La consistenza tematica della parola «fascino» ha nel Settecento questo retroterra problematico. I suoi significati oscillano dunque tra il polo della dannazione demoniaca e quello, certo più capzioso, dell’attrazione passionale. Questo gioco dialettico interseca peraltro il farsi della modernità.
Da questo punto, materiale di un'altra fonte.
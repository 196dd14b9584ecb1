//! 无头设备的调用日志
//!
//! 每一次原生调用都按发生顺序记录为一条 `NativeCall`，
//! 测试通过它断言调用序列（例如上传流程的屏障、拷贝、提交、等待顺序）。

use crate::gfx::backend::{BufferDesc, IndexFormat, TextureDesc, TextureFootprint, ViewDimension};
use crate::renderer::command::CommandBufferType;
use crate::renderer::descriptor::DescriptorHeapType;
use crate::renderer::resource::ImageLayout;

/// 原生对象种类，用于创建 / 销毁计数
#[derive(Debug, Clone, Copy, PartialEq, Eq, Hash)]
pub enum ObjectKind {
    Queue,
    Fence,
    CommandAllocator,
    CommandList,
    Resource,
    DescriptorHeap,
    SwapChain,
}

impl ObjectKind {
    pub const ALL: [ObjectKind; 7] = [
        ObjectKind::Queue,
        ObjectKind::Fence,
        ObjectKind::CommandAllocator,
        ObjectKind::CommandList,
        ObjectKind::Resource,
        ObjectKind::DescriptorHeap,
        ObjectKind::SwapChain,
    ];
}

/// 视图种类
#[derive(Debug, Clone, Copy, PartialEq, Eq)]
pub enum ViewKind {
    RenderTarget,
    DepthStencil,
    ShaderResource(ViewDimension),
    UnorderedAccess(ViewDimension),
}

/// 一次原生调用
#[derive(Debug, Clone, PartialEq)]
pub enum NativeCall {
    // 对象生命周期
    Create { kind: ObjectKind, id: u64 },
    Destroy { kind: ObjectKind, id: u64 },
    CreateQueue { id: u64, kind: CommandBufferType },
    CreateTexture { id: u64, desc: TextureDesc, initial: ImageLayout },
    CreateBuffer { id: u64, desc: BufferDesc },
    CreateDescriptorHeap { id: u64, kind: DescriptorHeapType, capacity: u32 },
    CreateView { kind: ViewKind, resource: u64, dest: usize },
    WriteBuffer { resource: u64, offset: u64, len: usize },

    // 命令列表
    ResetCommandAllocator { allocator: u64 },
    ResetCommandList { list: u64 },
    CloseCommandList { list: u64 },
    SetVertexBuffer { list: u64, resource: u64, stride: u32 },
    SetIndexBuffer { list: u64, resource: u64, format: IndexFormat },
    ClearRenderTarget { list: u64, rtv: usize, color: [f32; 4] },
    SetViewport { list: u64, width: f32, height: f32 },
    Draw { list: u64, vertex_count: u32 },
    DrawIndexed { list: u64, index_count: u32 },
    Dispatch { list: u64, x: u32, y: u32, z: u32 },
    ResourceBarrier { list: u64, resource: u64, before: ImageLayout, after: ImageLayout },
    CopyTexture { list: u64, source: u64, dest: u64 },
    CopyBufferToTexture { list: u64, source: u64, dest: u64, footprint: TextureFootprint },

    // 队列与同步
    ExecuteCommandList { queue: CommandBufferType, list: u64 },
    Signal { queue: CommandBufferType, fence: u64, value: u64 },
    WaitFence { fence: u64, value: u64 },

    // 交换链
    GetSwapChainBuffer { swap_chain: u64, index: u32, resource: u64 },
    Present { swap_chain: u64, vsync: bool },
    ResizeSwapChain { swap_chain: u64, width: u32, height: u32 },

    ReportLiveObjects,
}

/// 调用日志快照
#[derive(Debug, Clone, Default)]
pub struct Journal {
    calls: Vec<NativeCall>,
}

impl Journal {
    pub(crate) fn push(&mut self, call: NativeCall) {
        self.calls.push(call);
    }

    pub(crate) fn clear(&mut self) {
        self.calls.clear();
    }

    pub fn calls(&self) -> &[NativeCall] {
        &self.calls
    }

    pub fn len(&self) -> usize {
        self.calls.len()
    }

    pub fn is_empty(&self) -> bool {
        self.calls.is_empty()
    }

    /// 满足条件的调用数量
    pub fn count<F>(&self, predicate: F) -> usize
    where
        F: Fn(&NativeCall) -> bool,
    {
        self.calls.iter().filter(|call| predicate(call)).count()
    }

    /// 第一条满足条件的调用的位置
    pub fn position<F>(&self, predicate: F) -> Option<usize>
    where
        F: Fn(&NativeCall) -> bool,
    {
        self.calls.iter().position(predicate)
    }

    /// 最后一条满足条件的调用的位置
    pub fn last_position<F>(&self, predicate: F) -> Option<usize>
    where
        F: Fn(&NativeCall) -> bool,
    {
        self.calls.iter().rposition(predicate)
    }

    /// 只保留命令列表录制与提交相关的调用
    pub fn commands(&self) -> Vec<&NativeCall> {
        self.calls
            .iter()
            .filter(|call| {
                !matches!(
                    call,
                    NativeCall::Create { .. }
                        | NativeCall::Destroy { .. }
                        | NativeCall::CreateView { .. }
                        | NativeCall::ReportLiveObjects
                )
            })
            .collect()
    }
}

#[cfg(test)]
mod tests {
    use super::*;

    #[test]
    fn test_journal_queries() {
        let mut journal = Journal::default();
        journal.push(NativeCall::Create { kind: ObjectKind::Fence, id: 1 });
        journal.push(NativeCall::Draw { list: 2, vertex_count: 3 });
        journal.push(NativeCall::Draw { list: 2, vertex_count: 6 });
        journal.push(NativeCall::Destroy { kind: ObjectKind::Fence, id: 1 });

        assert_eq!(journal.len(), 4);
        assert_eq!(journal.count(|c| matches!(c, NativeCall::Draw { .. })), 2);
        assert_eq!(journal.position(|c| matches!(c, NativeCall::Draw { .. })), Some(1));
        assert_eq!(journal.last_position(|c| matches!(c, NativeCall::Draw { .. })), Some(2));
        assert_eq!(journal.commands().len(), 2);

        journal.clear();
        assert!(journal.is_empty());
    }
}
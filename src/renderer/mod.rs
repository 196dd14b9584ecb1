//! 渲染器核心模块
//!
//! 与具体图形 API 无关的命令缓冲、资源状态跟踪与同步层。
//! 所有类型都对 `D: GpuDevice` 泛型，后端在 `gfx` 模块中实现。
//!
//! # 数据流
//!
//! `Context` 创建图像与缓冲 → 向 `CommandBuffer` 录制操作（读写图像的布局状态）
//! → 提交到同类型的队列 → signal 一个 `Fence` 值 → 复用或销毁资源前等待该值。

pub mod sync;
pub mod descriptor;
pub mod resource;
pub mod command;
pub mod context;

pub use command::{CommandBuffer, CommandBufferState, CommandBufferType};
pub use context::{Context, FrameResources, Queue, SurfaceDesc};
pub use descriptor::{DescriptorHeap, DescriptorHeapType, DescriptorIndex};
pub use resource::{Buffer, BufferType, CpuImage, Image, ImageFormat, ImageLayout, ImageUsage};
pub use sync::{Fence, FenceValue};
Era nell’ottica di un divenire in progress, assegnato come forma processuale all’ideologia dei profeti dell’illuminismo, per stare alla definizione di Ferrone, che andava a misurarsi la compatibilità dell’idea di Satriani con la tensione al nuovo dei tardi ideologi napoletani. «Le nazioni moderne di cui si compone l’Occidente – aveva osservato de Martino – sono “moderne” nella misura in cui hanno partecipato con impegno a questo vario processo nel quale siamo ancora coinvolti, almeno nella misura in cui accanto alle tecniche scientifiche e alla coscienza della origine e della destinazione umana dei valori culturali facciamo ancora valere in modo immediato la sfera delle tecniche mitico-rituali, la potenza “magica” della parola e del gesto». (de Martino, Sud e magia,cit., p. 8).

 

Luigi Marseglia

 

[1]G. L. Marugj, Capricci sulla jettatura, con un atto di fede di Max Vairo, Napoli, Fausto Fiorentino Editore, alla calata di Trinità Maggiore, 1965, p. XII.  20-21.

[2]             Ivi, pp. 20 – 21.

[3]             V. Ferrone, I profeti dell’illuminismo,  Bari, Laterza 1989, pp.125-128 e 135-136.